19th Amendment celebration tonight
Norman residents will celebrate the Oklahoma Legislature's ratification of Women's Right to Vote at 7 p.m. today at Midway Deli, 601 W. Eufaula St. Exactly 100 years ago in 1920, Oklahoma's populist all-male legislators became the 33rd state legislature to ratify the 19th Amendment to the U.S. Constitution.
Thirty-six states were needed and six months later, the 36th state, Tennessee, voted to ratify on Aug. 18, 1920. One week later, on Aug. 26, 1920, the U.S. Secretary of State formally added the 19th Amendment to the Constitution.
The Norman event at Midway Deli will include a brief history by Doris Kupfer, Norman League of Women Voters, about the Suffragette movement. Camille Landry, Women and Genders Studies graduate, will acknowledge the other women who struggled for equality, but didn't get to vote until decades later.
Music will be provided by singer-songwriter Susan Herndon, recently featured in the Transcript's Norman Magazine.
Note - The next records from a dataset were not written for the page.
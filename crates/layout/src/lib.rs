//! # Layout Engine
//!
//! Builds a geometry tree from a DOM tree: a document box inset by the
//! page margins, one block box per DOM node in block mode, and lines of
//! placed words for boxes in inline mode.

pub mod block;
pub mod inline;
pub mod tree;

pub use block::{layout_block, layout_mode, LayoutContext, BLOCK_ELEMENTS};
pub use inline::{layout_inline_content, InlineContent};
pub use tree::{LayoutBox, LayoutBoxId, LayoutBoxKind, LayoutMode, LayoutTree, PlacedWord};

use dom::{Dom, NodeId};
use font::FontCache;

/// Viewport size and page spacing.
#[derive(Debug, Clone, Copy, PartialEq)]
pub struct LayoutConfig {
    pub width: f32,
    pub height: f32,
    /// Horizontal page margin.
    pub h_step: f32,
    /// Vertical page margin, also the gap after a paragraph.
    pub v_step: f32,
}

impl Default for LayoutConfig {
    fn default() -> Self {
        Self {
            width: 800.0,
            height: 800.0,
            h_step: 13.0,
            v_step: 18.0,
        }
    }
}

/// Lay out the tree rooted at `root` for the given viewport.
///
/// The document box is `width − 2·h_step` wide, anchored at
/// (`h_step`, `v_step`), and takes the height of its only child, the block
/// box for `root`. Layout never fails and is a pure function of its inputs
/// and the metrics provider behind `fonts`.
pub fn layout(dom: &Dom, root: NodeId, config: &LayoutConfig, fonts: &mut FontCache) -> LayoutTree {
    let mut tree = LayoutTree::new();

    let mut document = LayoutBox::new(root, LayoutBoxKind::Document, None, None);
    document.x = config.h_step;
    document.y = config.v_step;
    document.width = config.width - 2.0 * config.h_step;
    let doc = tree.alloc(document);
    tree.root = Some(doc);

    let child = tree.alloc(LayoutBox::new(root, LayoutBoxKind::Block, Some(doc), None));
    tree.append_child(doc, child);

    let mut ctx = LayoutContext {
        dom,
        fonts,
        v_step: config.v_step,
    };
    layout_block(&mut tree, &mut ctx, child);

    let height = tree.boxes[child].height;
    tree.boxes[doc].height = height;
    log::debug!(
        "layout: {} boxes, document height {height}",
        tree.boxes.len()
    );
    tree
}

// ─────────────────────────────────────────────────────────────────────────────
// Tests
// ─────────────────────────────────────────────────────────────────────────────
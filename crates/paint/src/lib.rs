//! # Paint Crate
//!
//! Display list generation from the layout tree, and replay of the list
//! onto a [`Canvas`].
//!
//! Items are emitted in document order: a box's own background, then its
//! words, then its children. Every item knows its vertical extent in
//! document coordinates so a renderer can skip off-screen items without
//! walking the tree again.

use common::{Color, Rect};
use dom::Dom;
use font::{FontCache, FontKey};
use layout::{LayoutBoxId, LayoutBoxKind, LayoutTree};

/// Fill drawn behind preformatted blocks.
pub const PRE_BACKGROUND: Color = Color::GRAY;

// ─────────────────────────────────────────────────────────────────────────────
// DisplayItem
// ─────────────────────────────────────────────────────────────────────────────

/// A single paint command in the display list.
#[derive(Debug, Clone, PartialEq)]
pub enum DisplayItem {
    /// Fill a rectangle with a solid color.
    SolidRect { rect: Rect, color: Color },

    /// Draw one word with its top-left corner at (`rect.left`, `rect.top`).
    ///
    /// `rect.bottom` is the top plus the font's line spacing.
    TextRun {
        rect: Rect,
        text: String,
        font: FontKey,
    },
}

impl DisplayItem {
    pub fn rect(&self) -> Rect {
        match self {
            Self::SolidRect { rect, .. } | Self::TextRun { rect, .. } => *rect,
        }
    }

    pub fn top(&self) -> f32 {
        self.rect().top
    }

    pub fn bottom(&self) -> f32 {
        self.rect().bottom
    }

    /// Does the item reach into the band `[scroll, scroll + viewport_height]`?
    pub fn is_visible(&self, scroll: f32, viewport_height: f32) -> bool {
        self.rect().overlaps_band(scroll, scroll + viewport_height)
    }

    /// Issue this command on `canvas`, shifted up by `scroll`.
    pub fn execute(&self, scroll: f32, canvas: &mut dyn Canvas) {
        match self {
            Self::SolidRect { rect, color } => {
                canvas.create_rectangle(rect.translate_y(-scroll), *color);
            }
            Self::TextRun { rect, text, font } => {
                canvas.create_text(rect.left, rect.top - scroll, text, *font);
            }
        }
    }
}

/// An ordered list of paint commands.
pub type DisplayList = Vec<DisplayItem>;

// ─────────────────────────────────────────────────────────────────────────────
// Canvas
// ─────────────────────────────────────────────────────────────────────────────

/// A drawing surface in screen coordinates.
pub trait Canvas {
    /// Draw `text` with its top-left corner at (`x`, `y`).
    fn create_text(&mut self, x: f32, y: f32, text: &str, font: FontKey);

    /// Fill `rect` with `color`, no outline.
    fn create_rectangle(&mut self, rect: Rect, color: Color);
}

// ─────────────────────────────────────────────────────────────────────────────
// Build display list
// ─────────────────────────────────────────────────────────────────────────────

/// Build a display list from a layout tree.
///
/// `fonts` supplies the word widths and line spacing for text extents.
pub fn build_display_list(layout_tree: &LayoutTree, dom: &Dom, fonts: &mut FontCache) -> DisplayList {
    let mut list = DisplayList::new();
    if let Some(root_id) = layout_tree.root {
        paint_layout_box(layout_tree, dom, fonts, root_id, &mut list);
    }
    list
}

fn paint_layout_box(
    tree: &LayoutTree,
    dom: &Dom,
    fonts: &mut FontCache,
    box_id: LayoutBoxId,
    list: &mut DisplayList,
) {
    let Some(layout_box) = tree.get(box_id) else {
        return;
    };

    if layout_box.kind == LayoutBoxKind::Block && dom.tag_name(layout_box.node) == Some("pre") {
        list.push(DisplayItem::SolidRect {
            rect: layout_box.rect(),
            color: PRE_BACKGROUND,
        });
    }

    for word in &layout_box.words {
        let linespace = fonts.get(word.font).metrics.linespace;
        let width = fonts.measure(&word.word, word.font);
        list.push(DisplayItem::TextRun {
            rect: Rect::from_origin_size(word.x, word.y, width, linespace),
            text: word.word.clone(),
            font: word.font,
        });
    }

    for &child in &layout_box.children {
        paint_layout_box(tree, dom, fonts, child, list);
    }
}

// ─────────────────────────────────────────────────────────────────────────────
// Tests
// ─────────────────────────────────────────────────────────────────────────────
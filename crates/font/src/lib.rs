//! # Font metrics
//!
//! The layout engine never looks at glyphs; it only asks how wide a word is
//! and how tall a line of a given font is. This crate is that boundary.
//!
//! - `metrics`: [`FontKey`], [`Metrics`], the [`FontMetrics`] provider trait
//!   and the fixed-ratio [`ApproximateMetrics`] provider
//! - `cache`: [`FontCache`], one resolved [`Font`] per key
//! - `tables`: sfnt table directory, `head`, `hhea`, `cmap` and `hmtx`
//! - `truetype`: [`TrueTypeMetrics`], a provider backed by a real font file

pub mod cache;
pub mod metrics;
pub mod tables;
pub mod truetype;

pub use cache::{Font, FontCache};
pub use metrics::{ApproximateMetrics, FontKey, FontMetrics, FontStyle, FontWeight, Metrics};
pub use truetype::{FontError, TrueTypeMetrics};
//! Segment writer
//!
//! Appends encoded records to the active segment with fsync guarantees and
//! rolls over to a new segment once the size limit would be exceeded.

use std::fs::{self, File, OpenOptions};
use std::io::{self, Seek, SeekFrom, Write};
use std::path::{Path, PathBuf};

/// Position of a record inside the segment set
#[derive(Debug, Clone, Copy, PartialEq, Eq)]
pub struct RecordLocation {
    pub segment_id: u32,
    pub offset: u64,
    pub len: u64,
}

/// Segment file path: `{dir}/segment_{id:08}.txl`
#[must_use]
pub fn segment_path(dir: &Path, segment_id: u32) -> PathBuf {
    dir.join(format!("segment_{segment_id:08}.txl"))
}

/// Parse a segment ID out of a file name produced by [`segment_path`]
#[must_use]
pub fn parse_segment_id(file_name: &str) -> Option<u32> {
    file_name
        .strip_prefix("segment_")?
        .strip_suffix(".txl")?
        .parse()
        .ok()
}

/// Writes records to the active segment
///
/// # File Naming
///
/// - Segments: `log/segment_{segment_id:08}.txl`, numbered from 1
pub struct SegmentWriter {
    dir: PathBuf,
    segment_id: u32,
    file: File,
    len: u64,
    max_segment_size: u64,
    fsync_enabled: bool,

    /// Set when a failed append could not be rolled back
    broken: bool,
}

impl SegmentWriter {
    /// Open the active segment for appending at `len`
    ///
    /// `len` is the verified end of the segment as established by recovery.
    ///
    /// # Errors
    ///
    /// Returns `io::Error` if the directory or file cannot be opened
    pub fn open(
        dir: PathBuf,
        segment_id: u32,
        len: u64,
        max_segment_size: u64,
        fsync_enabled: bool,
    ) -> io::Result<Self> {
        fs::create_dir_all(&dir)?;
        let file = Self::open_segment(&dir, segment_id)?;

        Ok(Self {
            dir,
            segment_id,
            file,
            len,
            max_segment_size,
            fsync_enabled,
            broken: false,
        })
    }

    fn open_segment(dir: &Path, segment_id: u32) -> io::Result<File> {
        OpenOptions::new()
            .create(true)
            .read(true)
            .write(true)
            .truncate(false)
            .open(segment_path(dir, segment_id))
    }

    /// Append one encoded record and make it durable
    ///
    /// After this returns `Ok` the record survives a crash (when fsync is
    /// enabled). On failure the partial record is cut off again; if that
    /// also fails the writer refuses all further appends.
    ///
    /// # Errors
    ///
    /// Returns `io::Error` if:
    /// - The writer was broken by an earlier failure
    /// - Segment rollover fails
    /// - Write or fsync fails
    pub fn append(&mut self, record: &[u8]) -> io::Result<RecordLocation> {
        if self.broken {
            return Err(io::Error::new(
                io::ErrorKind::Other,
                "segment writer is unusable after a failed rollback",
            ));
        }

        let record_len = record.len() as u64;
        if self.len > 0 && self.len + record_len > self.max_segment_size {
            self.roll_over()?;
        }

        let offset = self.len;
        if let Err(e) = self.write_at(offset, record) {
            tracing::error!(
                segment = self.segment_id,
                offset,
                error = %e,
                "Segment append failed, rolling back partial record"
            );
            if let Err(rollback) = self.file.set_len(offset) {
                tracing::error!(
                    segment = self.segment_id,
                    error = %rollback,
                    "Rollback failed, refusing further commits"
                );
                self.broken = true;
            }
            return Err(e);
        }

        self.len += record_len;
        Ok(RecordLocation {
            segment_id: self.segment_id,
            offset,
            len: record_len,
        })
    }

    fn write_at(&mut self, offset: u64, record: &[u8]) -> io::Result<()> {
        self.file.seek(SeekFrom::Start(offset))?;
        self.file.write_all(record)?;
        self.file.flush()?;
        if self.fsync_enabled {
            // CRITICAL: fsync before acknowledging
            self.file.sync_data()?;
        }
        Ok(())
    }

    /// Seal the active segment and start the next one
    fn roll_over(&mut self) -> io::Result<()> {
        if self.fsync_enabled {
            self.file.sync_all()?;
        }
        let next_id = self.segment_id + 1;
        let file = Self::open_segment(&self.dir, next_id)?;
        file.set_len(0)?;
        if self.fsync_enabled {
            sync_dir(&self.dir)?;
        }

        tracing::debug!(
            sealed = self.segment_id,
            segment = next_id,
            sealed_len = self.len,
            "Rolled over to new segment"
        );

        self.segment_id = next_id;
        self.file = file;
        self.len = 0;
        Ok(())
    }

    #[must_use]
    pub fn segment_id(&self) -> u32 {
        self.segment_id
    }

    #[must_use]
    pub fn len(&self) -> u64 {
        self.len
    }

    #[must_use]
    pub fn is_empty(&self) -> bool {
        self.len == 0
    }

    #[must_use]
    pub fn is_broken(&self) -> bool {
        self.broken
    }
}

/// fsync a directory so that newly created files are durable
#[cfg(unix)]
pub(crate) fn sync_dir(dir: &Path) -> io::Result<()> {
    File::open(dir)?.sync_all()
}

#[cfg(not(unix))]
pub(crate) fn sync_dir(_dir: &Path) -> io::Result<()> {
    Ok(())
}
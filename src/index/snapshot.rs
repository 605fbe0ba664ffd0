//! Point-in-time views of the versioned index

use crate::error::{StoreError, StoreResult};
use crate::storage::snapshot::SnapshotGuard;

use super::cow::misplaced_history;
use super::node::{LeafEntry, Node};
use super::reader::{Reader, ReaderSpec};
use super::store::{IndexRoot, NodeArena};

/// Read-only view bound to one published root
///
/// Later inserts publish new roots and never affect this view. Call
/// [`release`](Self::release) when done; dropping it has the same effect.
pub struct IndexSnapshot<'a> {
    arena: &'a NodeArena,
    root: IndexRoot,
    _guard: SnapshotGuard<'a>,
}

impl<'a> IndexSnapshot<'a> {
    pub(super) fn new(arena: &'a NodeArena, root: IndexRoot, guard: SnapshotGuard<'a>) -> Self {
        Self {
            arena,
            root,
            _guard: guard,
        }
    }

    #[must_use]
    pub fn root(&self) -> IndexRoot {
        self.root
    }

    /// Watermark the snapshot reflects
    #[must_use]
    pub fn indexed_tx(&self) -> u64 {
        self.root.indexed_tx
    }

    /// Latest TxID that wrote `key`
    ///
    /// # Errors
    ///
    /// Returns `KeyNotFound` if `key` was never indexed under this root
    pub fn get(&self, key: &[u8]) -> StoreResult<u64> {
        self.entry(key).map(|e| e.latest())
    }

    /// Up to `limit` TxIDs that wrote `key`, newest first
    ///
    /// # Errors
    ///
    /// Returns `IllegalArguments` for `limit == 0`, `KeyNotFound` if `key`
    /// was never indexed under this root
    pub fn get_ts(&self, key: &[u8], limit: usize) -> StoreResult<Vec<u64>> {
        if limit == 0 {
            return Err(StoreError::IllegalArguments(
                "limit must be greater than zero".into(),
            ));
        }
        let entry = self.entry(key)?;
        let mut tx_ids: Vec<u64> = entry.recent.iter().rev().take(limit).copied().collect();

        // Walk the history chunks, newest first
        let mut next = entry.older;
        while tx_ids.len() < limit {
            let Some(id) = next else { break };
            let node = self.arena.get(id)?;
            let Node::History(chunk) = &*node else {
                return Err(StoreError::Corruption(format!(
                    "index node {id} is not a history chunk"
                )));
            };
            let wanted = limit - tx_ids.len();
            tx_ids.extend(chunk.tx_ids.iter().rev().take(wanted));
            next = chunk.prev;
        }
        Ok(tx_ids)
    }

    /// Number of versions of `key`
    ///
    /// # Errors
    ///
    /// Returns `KeyNotFound` if `key` was never indexed under this root
    pub fn version_count(&self, key: &[u8]) -> StoreResult<u64> {
        self.entry(key).map(|e| e.versions)
    }

    /// Lazy ordered iteration
    ///
    /// # Errors
    ///
    /// Returns `Corruption` if the seek path hits a dangling node
    pub fn reader(&self, spec: ReaderSpec) -> StoreResult<Reader<'_>> {
        Reader::new(self.arena, self.root.root, spec)
    }

    /// Number of distinct keys carrying `prefix`
    ///
    /// # Errors
    ///
    /// Returns `Corruption` for a dangling node reference
    pub fn count(&self, prefix: &[u8]) -> StoreResult<u64> {
        let mut count = 0;
        for item in self.reader(ReaderSpec::with_prefix(prefix))? {
            item?;
            count += 1;
        }
        Ok(count)
    }

    /// Release the snapshot
    pub fn release(self) {}

    fn entry(&self, key: &[u8]) -> StoreResult<LeafEntry> {
        let Some(mut id) = self.root.root else {
            return Err(StoreError::KeyNotFound);
        };
        loop {
            let node = self.arena.get(id)?;
            match &*node {
                Node::Inner(children) => {
                    let count = children.partition_point(|c| c.min_key.as_slice() <= key);
                    if count == 0 {
                        return Err(StoreError::KeyNotFound);
                    }
                    id = children[count - 1].id;
                }
                Node::Leaf(entries) => {
                    return entries
                        .binary_search_by(|e| e.key.as_slice().cmp(key))
                        .map(|pos| entries[pos].clone())
                        .map_err(|_| StoreError::KeyNotFound);
                }
                Node::History(_) => return Err(misplaced_history(id)),
            }
        }
    }
}
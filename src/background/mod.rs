// File: src/background/mod.rs

//! Background job management
//!
//! The only job is the indexer, which keeps the versioned index in step with
//! the transaction log. It never blocks the commit path and is woken by
//! commit notifications. Shutdown is signalled over a broadcast channel.

pub mod config;
pub mod indexer;

use std::sync::{Arc, Mutex};

use tokio::sync::broadcast;

use crate::error::StoreResult;
use crate::index::VersionedIndex;
use crate::traits::TxSource;

pub use config::BackgroundConfig;
pub use indexer::{Indexer, IndexerConfig, Watermark, WatermarkPublisher};

/// Background job runner
///
/// Owns the watermark publisher until the indexer is started. Readers obtain
/// a [`Watermark`] at any time, including when jobs are disabled.
pub struct BackgroundJobRunner {
    source: Arc<dyn TxSource>,
    index: Arc<VersionedIndex>,
    publisher: Mutex<Option<WatermarkPublisher>>,
    watermark: Watermark,
    config: BackgroundConfig,
    shutdown_tx: broadcast::Sender<()>,
}

impl BackgroundJobRunner {
    pub fn new(
        source: Arc<dyn TxSource>,
        index: Arc<VersionedIndex>,
        config: BackgroundConfig,
    ) -> Self {
        let (shutdown_tx, _) = broadcast::channel(1);
        let publisher = WatermarkPublisher::new(index.indexed_tx());
        let watermark = publisher.watermark();

        Self {
            source,
            index,
            publisher: Mutex::new(Some(publisher)),
            watermark,
            config,
            shutdown_tx,
        }
    }

    /// Start all background jobs
    ///
    /// Calling this a second time starts nothing.
    pub async fn start(&self) -> StoreResult<Vec<tokio::task::JoinHandle<()>>> {
        if self.config.disabled {
            tracing::info!("Background jobs disabled via CHAINKV_BACKGROUND_DISABLED=true");
            return Ok(vec![]);
        }

        let Some(publisher) = self
            .publisher
            .lock()
            .unwrap_or_else(|p| p.into_inner())
            .take()
        else {
            tracing::warn!("Background jobs already started");
            return Ok(vec![]);
        };

        let mut handles = Vec::new();

        let indexer = Indexer::new(
            Arc::clone(&self.source),
            Arc::clone(&self.index),
            publisher,
            self.config.indexer.clone(),
        );
        let shutdown_rx = self.shutdown_tx.subscribe();
        handles.push(tokio::spawn(indexer.run(shutdown_rx)));
        tracing::info!(
            indexed_tx = self.index.indexed_tx(),
            committed_tx = self.source.committed_tx_id(),
            batch_size = self.config.indexer.batch_size,
            "Indexer job started"
        );

        Ok(handles)
    }

    /// Watermark readers wait on
    #[must_use]
    pub fn watermark(&self) -> Watermark {
        self.watermark.clone()
    }

    #[must_use]
    pub fn config(&self) -> &BackgroundConfig {
        &self.config
    }

    /// Signal all jobs to shutdown gracefully
    pub fn shutdown(&self) {
        tracing::info!("Signaling background jobs to shutdown");
        let _ = self.shutdown_tx.send(());
    }
}
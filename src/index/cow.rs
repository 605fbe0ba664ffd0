//! Copy-on-write insertion
//!
//! A [`WriteBatch`] collects every node created while applying one
//! transaction. Published nodes are never touched: each insert copies the
//! root-to-leaf path into the batch. Nodes already created by the same batch
//! are unpublished and get updated in place.
//!
//! A leaf entry keeps at most
//! [`HISTORY_CHUNK_LEN`](super::node::HISTORY_CHUNK_LEN) TxIDs inline. When it is
//! full, the inline TxIDs become a new history chunk in the same batch and
//! the entry starts over, so an update writes a bounded number of bytes.

use crate::error::{StoreError, StoreResult};

use super::node::{ChildRef, LeafEntry, Node, NodeId};
use super::store::NodeArena;

pub(crate) struct WriteBatch<'a> {
    arena: &'a NodeArena,
    max_entries: usize,

    /// First ID handed out by this batch
    base: NodeId,

    /// New nodes; `pending[i]` gets ID `base + i`
    pending: Vec<Node>,
}

impl<'a> WriteBatch<'a> {
    pub(crate) fn new(arena: &'a NodeArena, max_entries: usize) -> Self {
        Self {
            arena,
            max_entries,
            base: arena.len(),
            pending: Vec::new(),
        }
    }

    pub(crate) fn base(&self) -> NodeId {
        self.base
    }

    pub(crate) fn into_pending(self) -> Vec<Node> {
        self.pending
    }

    /// Record `tx_id` for `key` under `root`, returning the new root
    pub(crate) fn insert(
        &mut self,
        root: Option<NodeId>,
        key: &[u8],
        tx_id: u64,
    ) -> StoreResult<NodeId> {
        if key.is_empty() {
            return Err(StoreError::IllegalArguments("empty key".into()));
        }

        let Some(root) = root else {
            return Ok(self.put(None, Node::Leaf(vec![LeafEntry::new(key, tx_id)])));
        };

        let mut refs = self.insert_at(root, key, tx_id)?;
        if refs.len() == 1 {
            return Ok(refs.remove(0).id);
        }
        // Root split: grow the tree by one level
        Ok(self.put(None, Node::Inner(refs)))
    }

    /// Insert below `id`; returns one ref, or two if the node split
    fn insert_at(&mut self, id: NodeId, key: &[u8], tx_id: u64) -> StoreResult<Vec<ChildRef>> {
        let mut node = self.node(id)?;

        match &mut node {
            Node::Leaf(entries) => {
                match entries.binary_search_by(|e| e.key.as_slice().cmp(key)) {
                    Ok(pos) => {
                        let latest = entries[pos].latest();
                        if tx_id < latest {
                            return Err(StoreError::IllegalArguments(format!(
                                "tx {tx_id} is older than tx {latest} already indexed for key"
                            )));
                        }
                        if tx_id == latest {
                            return Ok(vec![ChildRef {
                                min_key: entries[0].key.clone(),
                                id,
                            }]);
                        }
                        let entry = &mut entries[pos];
                        if let Some(chunk) = entry.take_full_chunk() {
                            entry.older = Some(self.put(None, Node::History(chunk)));
                        }
                        entry.recent.push(tx_id);
                        entry.versions += 1;
                    }
                    Err(pos) => entries.insert(pos, LeafEntry::new(key, tx_id)),
                }
            }
            Node::Inner(children) => {
                let idx = children
                    .partition_point(|c| c.min_key.as_slice() <= key)
                    .saturating_sub(1);
                let replacement = self.insert_at(children[idx].id, key, tx_id)?;
                children.splice(idx..=idx, replacement);
            }
            Node::History(_) => return Err(misplaced_history(id)),
        }

        self.store(id, node)
    }

    /// Store a modified copy of `id`, splitting it if it overflowed
    fn store(&mut self, id: NodeId, node: Node) -> StoreResult<Vec<ChildRef>> {
        if node.len() <= self.max_entries {
            let min_key = node.min_key().to_vec();
            let id = self.put(Some(id), node);
            return Ok(vec![ChildRef { min_key, id }]);
        }

        let Some((left, right)) = node.split() else {
            return Err(misplaced_history(id));
        };
        let left_min = left.min_key().to_vec();
        let right_min = right.min_key().to_vec();
        let left_id = self.put(Some(id), left);
        let right_id = self.put(None, right);
        Ok(vec![
            ChildRef {
                min_key: left_min,
                id: left_id,
            },
            ChildRef {
                min_key: right_min,
                id: right_id,
            },
        ])
    }

    /// Owned copy of a node, from this batch or the arena
    fn node(&self, id: NodeId) -> StoreResult<Node> {
        if id >= self.base {
            return self
                .pending
                .get((id - self.base) as usize)
                .cloned()
                .ok_or_else(|| StoreError::Corruption(format!("dangling node reference {id}")));
        }
        Ok((*self.arena.get(id)?).clone())
    }

    /// Place a node, reusing `reuse` if this batch created it
    fn put(&mut self, reuse: Option<NodeId>, node: Node) -> NodeId {
        if let Some(id) = reuse.filter(|id| *id >= self.base) {
            self.pending[(id - self.base) as usize] = node;
            return id;
        }
        self.pending.push(node);
        self.base + self.pending.len() as u64 - 1
    }
}

/// A history chunk found where the tree expects a leaf or inner node
pub(crate) fn misplaced_history(id: NodeId) -> StoreError {
    StoreError::Corruption(format!("index node {id} is a history chunk inside the tree"))
}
Food and drink will be available.
Alcott Middle Schools wins Ebony Awareness Bowl
Kappa Alpha Psi Fraternity, Norman Alumni Chapter hosted its sixth annual Ebony Awareness Bowl Feb. 23 at Norman City Hall. Four teams of up to five members each participated in the event, which is basically a Black History trivia contest: Alcott “Achievement,” Alcott “Enthusiasm,” Alcott “Respect” and Star-Spencer Mid-High. Cash prizes were awarded to each of the participating teams.
The Alcott “Achievement” Team won first place and $500; the Star-Spencer Team won second place and $350; the Alcott “Enthusiasm” Team won third place and $250 and the Alcott “Respect” Team finished in fourth place and $150. Among the questions correctly answered by the winning teams were: “What U.S. Supreme Court case that led to desegregation began in Cleveland County Court in Norman (Sipuel vs. Oklahoma University Board of Regents)?”; “What African-American is known as ‘America’s Greatest Composer’ (Duke Ellington)?”; “Who wrote ‘The Revolution Will Not Be Televised’ (Gil Scott-Heron)?”
The Ebony Awareness Bowl is a culminating event in the school year-based Kappa Ebony Awareness League (KEAL) program. In addition to Alcott and Star-Spencer, students from Irving Middle School also participate in the KEAL program. Members of the alumni and undergraduate fraternity members from the University of Oklahoma, the Zeta Omega Chapter, visit the schools several times per month to mentor the middle school students on African-American History, life skills, interpersonal and interracial relations, and other matters. The KEAL program targets African-American boys, but all interested middle school students are welcomed. The Objectives of the KEAL program are for the students to:
1. Acquire knowledge about and appreciate the accomplishments of Black people.
2. Secure authentic information about the contributions of Blacks to the total stream of history.
3. Develop interest in reading and research techniques.
4. Gain self-understanding and self-confidence.
5. Develop self and community awareness.
6. Enhance academic skills.
7. Develop state presence.
The KEAL program is co-sponsored by Republic Bank and Bank of Oklahoma.